The Victorians were concerned that working class single women should be respectable. Girls who went out to work were in moral danger and were not being trained in the skills that they would need to become good mothers. To the emerging middle class, pinmaking was seen as suitable occupation for the poor, and suitable for women. Waring describes approvingly Robert Charletons strict moral control and his disciplined work force.

"The girls employed in pin-heading, are accustomed to take a share in the domestic labours of home; and when they become wives and mothers, are considered to fulfill their relative duties very respectably. It is, nevertheless, hardly probable, that they can be, generally, so well qualified for the economy of housekeeping, as girls who have been either in service, or in constant household training".

Attendance at Sunday School and the ability to read and write were taken as signs of moral respectability.

"The separation between the male and female workpeople, in these pin-manufactories, is perfect; and the proprietors, in both instances, reject any candidates for employment, who cannot bring with them a fair moral character".

Charleton was reported as believing that the women he employed were "respectable", and most of them were "virtuous girls".

He would fine his employees 3d for using foul language, and they were permitted to sing but only hymn tunes.

Robert Charleton built a school for the children of his employees. There was already provision for the education of the poor in the South Gloucester area at national schools, charity schools and Sunday Schools. Two-thirds to three-quarters of the working class was literate in the early 19th century.

Girls and boys paid 2d a week to attend the school and 1d extra for writing. Both boys and girls did reading, writing and grammar. Girls were taught sewing, and the boys geography and maths. The school rooms accommodated 120 boys and 80 girls. The schools at Kingswood and Oldland Common were mainly dependent on his support and superintendence, also the large British school in Redcross Street, Bristol

==Quaker belief and action==
As a Quaker he wrote a critique of Barclay's Apology (1868). He was present in as a child at Congénies in the 1820s. He was a member of the Peace Society and was part of a peace delegation (1854) with Joseph Sturge and Henry Pease that went to Saint Petersburg to attempt to head off the Crimea War to present an address to the Emperor Nicholas at Saint Petersburg against the war. This address was graciously received by the emperor on 10 Feb (Illust. London News, 4 and 11 March 1854).

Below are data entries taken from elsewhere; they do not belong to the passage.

use std::collections::HashMap;

use generational_arena::{Arena, Index};
use tracing::{debug, instrument};

use crate::domain::entities::{TaxonId, TaxonNode};
use crate::domain::error::{DomainError, DomainResult};

/// Tree node in the arena-based taxonomy.
#[derive(Debug)]
pub struct TreeNode {
    /// Taxon payload, `descendant_count` filled from the index
    pub taxon: TaxonNode,
    /// Index of parent node in the arena, None for the root
    pub parent: Option<Index>,
    /// Indices of child nodes in the arena, in input order
    pub children: Vec<Index>,
    /// Number of nodes in the subtree rooted here, inclusive
    pub subtree_size: usize,
}

/// Validated parent→children index over a flat taxon list.
///
/// Subtree sizes are computed once on construction, so the same tree can be
/// partitioned repeatedly with different thresholds.
#[derive(Debug)]
pub struct TaxonTree {
    arena: Arena<TreeNode>,
    by_id: HashMap<TaxonId, Index>,
    root: Index,
}

impl TaxonTree {
    /// Build the index from a flat node list.
    ///
    /// Rejects empty input, duplicate ids, missing or multiple roots,
    /// dangling parent references and cycles.
    #[instrument(level = "debug", skip(nodes), fields(count = nodes.len()))]
    pub fn from_nodes(nodes: Vec<TaxonNode>) -> DomainResult<Self> {
        if nodes.is_empty() {
            return Err(DomainError::EmptyTree);
        }

        let mut arena = Arena::with_capacity(nodes.len());
        let mut by_id = HashMap::with_capacity(nodes.len());
        let mut links = Vec::with_capacity(nodes.len());
        let mut root: Option<(TaxonId, Index)> = None;

        for taxon in nodes {
            let id = taxon.id;
            let parent_id = taxon.parent_id;
            let idx = arena.insert(TreeNode {
                taxon,
                parent: None,
                children: Vec::new(),
                subtree_size: 1,
            });
            if by_id.insert(id, idx).is_some() {
                return Err(DomainError::DuplicateTaxon(id));
            }
            match parent_id {
                Some(parent) => links.push((idx, id, parent)),
                None => {
                    if let Some((existing, _)) = root {
                        return Err(DomainError::MultipleRoots(existing, id));
                    }
                    root = Some((id, idx));
                }
            }
        }

        let (_, root) = root.ok_or(DomainError::NoRoot)?;

        for (idx, child, parent) in links {
            let parent_idx = *by_id
                .get(&parent)
                .ok_or(DomainError::UnknownParent { child, parent })?;
            if let Some(node) = arena.get_mut(idx) {
                node.parent = Some(parent_idx);
            }
            if let Some(parent_node) = arena.get_mut(parent_idx) {
                parent_node.children.push(idx);
            }
        }

        let mut tree = Self { arena, by_id, root };
        tree.compute_subtree_sizes()?;
        debug!(
            "indexed {} taxa, depth {}",
            tree.len(),
            tree.depth()
        );
        Ok(tree)
    }

    /// Bottom-up size pass; nodes not reached from the root sit on a cycle.
    fn compute_subtree_sizes(&mut self) -> DomainResult<()> {
        let order: Vec<Index> = self.iter_postorder().map(|(idx, _)| idx).collect();

        if order.len() != self.arena.len() {
            let reached: std::collections::HashSet<Index> = order.iter().copied().collect();
            let stray = self
                .arena
                .iter()
                .find(|(idx, _)| !reached.contains(idx))
                .map(|(_, node)| node.taxon.id)
                .unwrap_or_default();
            return Err(DomainError::CycleDetected(stray));
        }

        for idx in order {
            let size = 1 + self.arena[idx]
                .children
                .iter()
                .map(|&child| self.arena[child].subtree_size)
                .sum::<usize>();
            let node = &mut self.arena[idx];
            node.subtree_size = size;
            node.taxon.descendant_count = size;
        }
        Ok(())
    }

    pub fn root(&self) -> Index {
        self.root
    }

    pub fn root_id(&self) -> TaxonId {
        self.arena[self.root].taxon.id
    }

    pub fn len(&self) -> usize {
        self.arena.len()
    }

    pub fn is_empty(&self) -> bool {
        self.arena.is_empty()
    }

    /// Node at a valid index. Indices handed out by this tree are always valid.
    pub fn node(&self, idx: Index) -> &TreeNode {
        &self.arena[idx]
    }

    pub fn get(&self, id: TaxonId) -> Option<&TreeNode> {
        self.by_id.get(&id).map(|&idx| &self.arena[idx])
    }

    pub fn index_of(&self, id: TaxonId) -> Option<Index> {
        self.by_id.get(&id).copied()
    }

    pub fn subtree_size(&self, id: TaxonId) -> Option<usize> {
        self.get(id).map(|n| n.subtree_size)
    }

    #[instrument(level = "trace", skip(self))]
    pub fn iter(&self) -> TreeIterator<'_> {
        TreeIterator::new(self)
    }

    #[instrument(level = "trace", skip(self))]
    pub fn iter_postorder(&self) -> PostOrderIterator<'_> {
        PostOrderIterator::new(self)
    }

    /// Number of levels from the root to the deepest leaf.
    pub fn depth(&self) -> usize {
        let mut deepest = 0;
        let mut stack = vec![(self.root, 1usize)];
        while let Some((idx, level)) = stack.pop() {
            deepest = deepest.max(level);
            for &child in &self.arena[idx].children {
                stack.push((child, level + 1));
            }
        }
        deepest
    }
}

pub struct TreeIterator<'a> {
    tree: &'a TaxonTree,
    stack: Vec<Index>,
}

impl<'a> TreeIterator<'a> {
    fn new(tree: &'a TaxonTree) -> Self {
        Self {
            tree,
            stack: vec![tree.root],
        }
    }
}

impl<'a> Iterator for TreeIterator<'a> {
    type Item = (Index, &'a TreeNode);

    fn next(&mut self) -> Option<Self::Item> {
        let current_idx = self.stack.pop()?;
        let node = self.tree.arena.get(current_idx)?;
        // Push children in reverse order for left-to-right traversal
        for &child in node.children.iter().rev() {
            self.stack.push(child);
        }
        Some((current_idx, node))
    }
}

pub struct PostOrderIterator<'a> {
    tree: &'a TaxonTree,
    stack: Vec<(Index, bool)>,
}

impl<'a> PostOrderIterator<'a> {
    fn new(tree: &'a TaxonTree) -> Self {
        Self {
            tree,
            stack: vec![(tree.root, false)],
        }
    }
}

impl<'a> Iterator for PostOrderIterator<'a> {
    type Item = (Index, &'a TreeNode);

    fn next(&mut self) -> Option<Self::Item> {
        while let Some((current_idx, visited)) = self.stack.pop() {
            if let Some(node) = self.tree.arena.get(current_idx) {
                if !visited {
                    self.stack.push((current_idx, true));
                    for &child in node.children.iter().rev() {
                        self.stack.push((child, false));
                    }
                } else {
                    return Some((current_idx, node));
                }
            }
        }
        None
    }
}

#[cfg(test)]
mod tests {
    use super::*;

    fn taxon(id: TaxonId, parent: Option<TaxonId>) -> TaxonNode {
        let node = TaxonNode::new(id, format!("t{id}"), "no rank");
        match parent {
            Some(p) => node.with_parent(p),
            None => node,
        }
    }

    #[test]
    fn given_small_tree_when_indexing_then_sizes_are_inclusive() {
        let tree = TaxonTree::from_nodes(vec![
            taxon(1, None),
            taxon(2, Some(1)),
            taxon(3, Some(2)),
            taxon(4, Some(1)),
        ])
        .unwrap();

        assert_eq!(tree.subtree_size(1), Some(4));
        assert_eq!(tree.subtree_size(2), Some(2));
        assert_eq!(tree.subtree_size(4), Some(1));
        assert_eq!(tree.get(1).unwrap().taxon.descendant_count, 4);
        assert_eq!(tree.depth(), 3);
    }

    #[test]
    fn given_postorder_iteration_then_children_precede_parents() {
        let tree =
            TaxonTree::from_nodes(vec![taxon(1, None), taxon(2, Some(1)), taxon(3, Some(1))])
                .unwrap();

        let order: Vec<TaxonId> = tree.iter_postorder().map(|(_, n)| n.taxon.id).collect();
        assert_eq!(order, vec![2, 3, 1]);
    }
}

Again in 1858, in company with Robert Forster, he presented to the northern powers of Europe the plea for liberty of conscience issued by the Society of Friends. At the commencement of 1860 he was unanimously recorded by the monthly meeting of Bristol as an approved minister of the Gospel.

Henceforth his time was chiefly occupied in lecturing throughout England and Ireland. He was an advocate of the Permissive Bill, and much averse to the Contagious Diseases Acts.

==Temperance==
He was involved with the temperance movement believing in total abstinence. He was one of the earliest of the advocates of total abstinence. He lectured on that subject in England in 1836, and in 1842 with his friend Samuel Capper in Ireland. At the same time he advocated the doctrines of the Friends, and in 1849 accompanied Capper in his tent-meeting tour in Oxfordshire and the neighbouring counties.

==Publications==
- Opposition to the War an address, 1855
- A Lecture on the Protestant Reformation in England 1863
- A Brief Memoir of William Forster 1867
- Thoughts on Barclay's Apology 1868: Addressed to the Society of Friends : And Especially to the Members of the Meeting for Sufferings. Bristol [England] : Ackland & Son.